互いに格闘家としての実績は疑いようもないが、戦前の「フェラーリ当て逃げ vs. K-1反則大王」の場外バトルが注目を集めたこの試合。K-1クルーザー級王者のシナは、過去のローブロー連発により“反則大王”の異名を持つ。皇治の事故について「ルールを守れないやつは大嫌いだ」と“おまいう発言”で挑発し、「リングで教育する」と宣言。一方の皇治は、フェラーリ当て逃げ騒動で書類送検されており、“みそぎ”復帰戦で丸刈り姿を披露。「シナにだけは言われたくない!」と吠えた。
皇治(173cm、70.40kg)とシナ・カリミアン(200cm、98.00kg)ではグローブハンデはあるものの、フレーム差は明らか。序盤から“打たれない抱きつき”戦術でクリンチを多用する皇治。何度もレフェリーが組み付きの制止に入る展開となったが、残り1分、カリミアンの猛攻を受けコーナーに追い込まれ、1ラウンドは苦しい立ち上がりとなった。
2ラウンド、カリミアンのパンチをかいくぐる皇治。時折ヒヤリとする場面もあったが、なんとかアッパーで反撃を試みる。しかし、ほとんど効かず、後半には連打を被弾。必死のワンツーも通じず、カリミアンが「もっと来い!」と挑発するが、やや肩で大きく息をする場面も見られ、スタミナ切れの兆候もにじむ。
3ラウンド、カリミアンは鋭いパンチを見せつつも徐々に失速。皇治はサークリングでペースを握り、ボディ打ちを中心に応戦。クルーザー級の重いパンチを受けながらも打ち合いに耐え、終了間際には連打を叩き込み、3ラウンド・9分を堂々と戦い抜いた。
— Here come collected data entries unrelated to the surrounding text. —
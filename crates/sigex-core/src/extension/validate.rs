//! Dry-run checks for adding an extension to the registry

use std::sync::Arc;
use tracing::debug;

use super::ExtensionManifest;
use crate::error::{SigexError, SigexResult};
use crate::registry::{ApiMapping, ContentType, SignalExchangeApi, SignalType, SignalTypeMapping};
use crate::schema::describe;

/// Check that `manifest` can join the current registry
///
/// Builds the combined content/signal and API registries without touching
/// the live ones. Every candidate API is constructed once; those instances
/// are returned so the caller can report them.
///
/// # Errors
/// - `DuplicateRegistration` when a candidate name is already taken
/// - `IncompatibleSignalType` when a signal type has no known content type
/// - `Instantiation` when a candidate API cannot be constructed or
///   declares a malformed collab schema
pub fn validate(
    manifest: &ExtensionManifest,
    content_types: &[ContentType],
    signal_types: &[SignalType],
    apis: &[Arc<dyn SignalExchangeApi>],
) -> SigexResult<Vec<Arc<dyn SignalExchangeApi>>> {
    debug!(
        module = %manifest.module,
        content_types = manifest.content_types.len(),
        signal_types = manifest.signal_types.len(),
        apis = manifest.apis.len(),
        "Validating extension"
    );

    SignalTypeMapping::new(
        content_types
            .iter()
            .chain(&manifest.content_types)
            .cloned()
            .collect(),
        signal_types
            .iter()
            .chain(&manifest.signal_types)
            .cloned()
            .collect(),
    )?;

    let mut candidates = Vec::with_capacity(manifest.apis.len());
    for api_type in &manifest.apis {
        let api = api_type.instantiate()?;
        describe(&api.collab_schema()).map_err(|e| SigexError::Instantiation {
            api: api_type.qualified_name.to_string(),
            message: e.to_string(),
        })?;
        candidates.push(api);
    }

    ApiMapping::new(apis.iter().chain(&candidates).cloned().collect())?;

    Ok(candidates)
}

#[cfg(test)]
mod tests {
    use super::*;
    use crate::extension::{ExtensionCatalog, HASHLIST_MODULE, TLSH_MODULE};
    use crate::registry::{builtin, ApiType};

    fn current_apis() -> Vec<Arc<dyn SignalExchangeApi>> {
        builtin::api_types()
            .iter()
            .map(|t| t.instantiate().unwrap())
            .collect()
    }

    #[test]
    fn test_builtin_extensions_validate() {
        let catalog = ExtensionCatalog::builtin();
        for module in [TLSH_MODULE, HASHLIST_MODULE] {
            let manifest = catalog.load(module).unwrap();
            validate(
                &manifest,
                &builtin::content_types(),
                &builtin::signal_types(),
                &current_apis(),
            )
            .unwrap();
        }
    }

    #[test]
    fn test_returns_candidate_instances() {
        let manifest = ExtensionCatalog::builtin().load(HASHLIST_MODULE).unwrap();
        let apis = validate(
            &manifest,
            &builtin::content_types(),
            &builtin::signal_types(),
            &current_apis(),
        )
        .unwrap();
        assert_eq!(apis.len(), 1);
        assert_eq!(apis[0].name(), "hashlist");
    }

    #[test]
    fn test_rejects_duplicate_signal_type() {
        let manifest = ExtensionManifest::new("dupe").signal_type(SignalType::new(
            "pdq",
            "dupe::Pdq",
            &["photo"],
        ));
        let err = validate(
            &manifest,
            &builtin::content_types(),
            &builtin::signal_types(),
            &[],
        )
        .unwrap_err();
        assert!(matches!(err, SigexError::DuplicateRegistration { .. }));
    }

    #[test]
    fn test_rejects_api_name_collision() {
        let mut manifest = ExtensionManifest::new("dupe");
        manifest.apis.push(ApiType {
            qualified_name: "dupe::Ncmec",
            ..builtin::api_types()[1]
        });
        let err = validate(
            &manifest,
            &builtin::content_types(),
            &builtin::signal_types(),
            &current_apis(),
        )
        .unwrap_err();
        assert!(matches!(err, SigexError::DuplicateRegistration { kind: "api", .. }));
    }

    #[test]
    fn test_failing_factory_names_api() {
        let manifest = ExtensionManifest::new("broken").api(ApiType {
            name: "broken",
            qualified_name: "broken::BrokenApi",
            factory: || Err("missing credentials file".into()),
        });
        let err = validate(&manifest, &[], &[], &[]).unwrap_err();
        assert!(err.to_string().contains("broken::BrokenApi"));
        assert!(err.to_string().contains("missing credentials file"));
    }
}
このままノーサイドで終わるかと思いきや、皇治はひと波乱を起こす。カリミアン陣営「RibelLion」が贈呈した“アカン 皇治ちゃん ルールを守れ!”と書かれたTシャツを手に取ると鼻をかむジェスチャーでマットに投げ捨てるパフォーマンスで対抗。ピリついた空気が流れる場面だったが、今日は疲れた様子のカリミアンが笑顔で受け流す“大人の対応”を見せ、事なきを得た。
先日のKrush参戦時に“マナーの悪いヒール軍団”としてファンから大ブーイングを浴びた「RibelLion」陣営への皇治の“塩対応”に「どこが禊マッチだよ」との声や、「猫パンチカウンター」や「シナの手加減パンチ」といった辛辣なコメントも。一部では「カリミアンが反則したら、もっと盛り上がったのに…」と、期待を裏切る“フェアプレイ精神”に失望の声も漏れた。
試合前の記者会見では、街路樹クラッシュの件に絡め「フェラーリがボコボコになっても俺は無傷」と、ややズレた論点で自らの“耐久性”をアピールしていた“世界の田中”こと皇治。結果として“人間街路樹”カリミアンの猛攻を前に決定打こそなかったが、その“並外れた丈夫さ”だけはしっかりと示した一戦となった。